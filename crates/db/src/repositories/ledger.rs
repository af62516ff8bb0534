//! Balance aggregate repository.

use async_trait::async_trait;
use patungan_core::ledger::{BalanceSource, BalanceTotals};
use patungan_core::store::StoreError;
use patungan_shared::types::{BusinessId, MembershipId};
use rust_decimal::Decimal;
use sea_orm::{
    AccessMode, ColumnTrait, ConnectionTrait, DatabaseConnection, EntityTrait, IsolationLevel,
    QueryFilter, QuerySelect, TransactionTrait,
};

use super::store_err;
use crate::entities::sea_orm_active_enums::{SettlementDirection, TransactionKind};
use crate::entities::{settlements, transactions};

/// Balance aggregate reads backed by PostgreSQL.
#[derive(Debug, Clone)]
pub struct LedgerRepository {
    db: DatabaseConnection,
}

impl LedgerRepository {
    /// Creates a new ledger repository.
    #[must_use]
    pub const fn new(db: DatabaseConnection) -> Self {
        Self { db }
    }

    async fn sum_transactions<C: ConnectionTrait>(
        conn: &C,
        business_id: BusinessId,
        membership_id: MembershipId,
        kind: TransactionKind,
    ) -> Result<Decimal, sea_orm::DbErr> {
        let amounts: Vec<Decimal> = transactions::Entity::find()
            .filter(transactions::Column::BusinessId.eq(business_id.into_inner()))
            .filter(transactions::Column::AttributedTo.eq(membership_id.into_inner()))
            .filter(transactions::Column::Kind.eq(kind))
            .filter(transactions::Column::IsDeleted.eq(false))
            .select_only()
            .column(transactions::Column::Amount)
            .into_tuple()
            .all(conn)
            .await?;

        Ok(amounts.into_iter().sum())
    }

    async fn sum_settlements<C: ConnectionTrait>(
        conn: &C,
        business_id: BusinessId,
        membership_id: MembershipId,
        direction: SettlementDirection,
    ) -> Result<Decimal, sea_orm::DbErr> {
        let amounts: Vec<Decimal> = settlements::Entity::find()
            .filter(settlements::Column::BusinessId.eq(business_id.into_inner()))
            .filter(settlements::Column::MembershipId.eq(membership_id.into_inner()))
            .filter(settlements::Column::Direction.eq(direction))
            .select_only()
            .column(settlements::Column::Amount)
            .into_tuple()
            .all(conn)
            .await?;

        Ok(amounts.into_iter().sum())
    }
}

#[async_trait]
impl BalanceSource for LedgerRepository {
    /// Reads the four balance aggregates inside one repeatable-read,
    /// read-only transaction so the balance never mixes pre- and
    /// post-commit data from concurrent writers.
    async fn balance_totals(
        &self,
        business_id: BusinessId,
        membership_id: MembershipId,
    ) -> Result<BalanceTotals, StoreError> {
        let txn = self
            .db
            .begin_with_config(
                Some(IsolationLevel::RepeatableRead),
                Some(AccessMode::ReadOnly),
            )
            .await
            .map_err(store_err)?;

        let paid_out_of_pocket =
            Self::sum_transactions(&txn, business_id, membership_id, TransactionKind::Expense)
                .await
                .map_err(store_err)?;
        let received_personally =
            Self::sum_transactions(&txn, business_id, membership_id, TransactionKind::Income)
                .await
                .map_err(store_err)?;
        let settlements_received = Self::sum_settlements(
            &txn,
            business_id,
            membership_id,
            SettlementDirection::BusinessToMember,
        )
        .await
        .map_err(store_err)?;
        let settlements_paid = Self::sum_settlements(
            &txn,
            business_id,
            membership_id,
            SettlementDirection::MemberToBusiness,
        )
        .await
        .map_err(store_err)?;

        txn.commit().await.map_err(store_err)?;

        Ok(BalanceTotals {
            paid_out_of_pocket,
            received_personally,
            settlements_received,
            settlements_paid,
        })
    }
}
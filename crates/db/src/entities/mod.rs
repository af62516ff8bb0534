//! `SeaORM` entity definitions.

pub mod audit_logs;
pub mod businesses;
pub mod categories;
pub mod memberships;
pub mod sea_orm_active_enums;
pub mod settlements;
pub mod transactions;
pub mod users;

--------------------

Task directions:
What is wanted is the full set of entries above, reproduced exactly.

Answer to this problem:
filename crates/db/src/repositories/ledger.rs
repository af62516ff8bb0534
//! Balance aggregate repository.

use async_trait::async_trait;
use patungan_core::ledger::{BalanceSource, BalanceTotals};
use patungan_core::store::StoreError;
use patungan_shared::types::{BusinessId, MembershipId};
use rust_decimal::Decimal;
use sea_orm::{
    AccessMode, ColumnTrait, ConnectionTrait, DatabaseConnection, EntityTrait, IsolationLevel,
    QueryFilter, QuerySelect, TransactionTrait,
};

use super::store_err;
use crate::entities::sea_orm_active_enums::{SettlementDirection, TransactionKind};
use crate::entities::{settlements, transactions};

/// Balance aggregate reads backed by PostgreSQL.
#[derive(Debug, Clone)]
pub struct LedgerRepository {
    db: DatabaseConnection,
}

impl LedgerRepository {
    /// Creates a new ledger repository.
    #[must_use]
    pub const fn new(db: DatabaseConnection) -> Self {
        Self { db }
    }

    async fn sum_transactions<C: ConnectionTrait>(
        conn: &C,
        business_id: BusinessId,
        membership_id: MembershipId,
        kind: TransactionKind,
    ) -> Result<Decimal, sea_orm::DbErr> {
        let amounts: Vec<Decimal> = transactions::Entity::find()
            .filter(transactions::Column::BusinessId.eq(business_id.into_inner()))
            .filter(transactions::Column::AttributedTo.eq(membership_id.into_inner()))
            .filter(transactions::Column::Kind.eq(kind))
            .filter(transactions::Column::IsDeleted.eq(false))
            .select_only()
            .column(transactions::Column::Amount)
            .into_tuple()
            .all(conn)
            .await?;

        Ok(amounts.into_iter().sum())
    }

    async fn sum_settlements<C: ConnectionTrait>(
        conn: &C,
        business_id: BusinessId,
        membership_id: MembershipId,
        direction: SettlementDirection,
    ) -> Result<Decimal, sea_orm::DbErr> {
        let amounts: Vec<Decimal> = settlements::Entity::find()
            .filter(settlements::Column::BusinessId.eq(business_id.into_inner()))
            .filter(settlements::Column::MembershipId.eq(membership_id.into_inner()))
            .filter(settlements::Column::Direction.eq(direction))
            .select_only()
            .column(settlements::Column::Amount)
            .into_tuple()
            .all(conn)
            .await?;

        Ok(amounts.into_iter().sum())
    }
}

#[async_trait]
impl BalanceSource for LedgerRepository {
    /// Reads the four balance aggregates inside one repeatable-read,
    /// read-only transaction so the balance never mixes pre- and
    /// post-commit data from concurrent writers.
    async fn balance_totals(
        &self,
        business_id: BusinessId,
        membership_id: MembershipId,
    ) -> Result<BalanceTotals, StoreError> {
        let txn = self
            .db
            .begin_with_config(
                Some(IsolationLevel::RepeatableRead),
                Some(AccessMode::ReadOnly),
            )
            .await
            .map_err(store_err)?;

        let paid_out_of_pocket =
            Self::sum_transactions(&txn, business_id, membership_id, TransactionKind::Expense)
                .await
                .map_err(store_err)?;
        let received_personally =
            Self::sum_transactions(&txn, business_id, membership_id, TransactionKind::Income)
                .await
                .map_err(store_err)?;
        let settlements_received = Self::sum_settlements(
            &txn,
            business_id,
            membership_id,
            SettlementDirection::BusinessToMember,
        )
        .await
        .map_err(store_err)?;
        let settlements_paid = Self::sum_settlements(
            &txn,
            business_id,
            membership_id,
            SettlementDirection::MemberToBusiness,
        )
        .await
        .map_err(store_err)?;

        txn.commit().await.map_err(store_err)?;

        Ok(BalanceTotals {
            paid_out_of_pocket,
            received_personally,
            settlements_received,
            settlements_paid,
        })
    }
}
filename crates/db/src/entities/mod.rs
repository af62516ff8bb0534
//! `SeaORM` entity definitions.

pub mod audit_logs;
pub mod businesses;
pub mod categories;
pub mod memberships;
pub mod sea_orm_active_enums;
pub mod settlements;
pub mod transactions;
pub mod users;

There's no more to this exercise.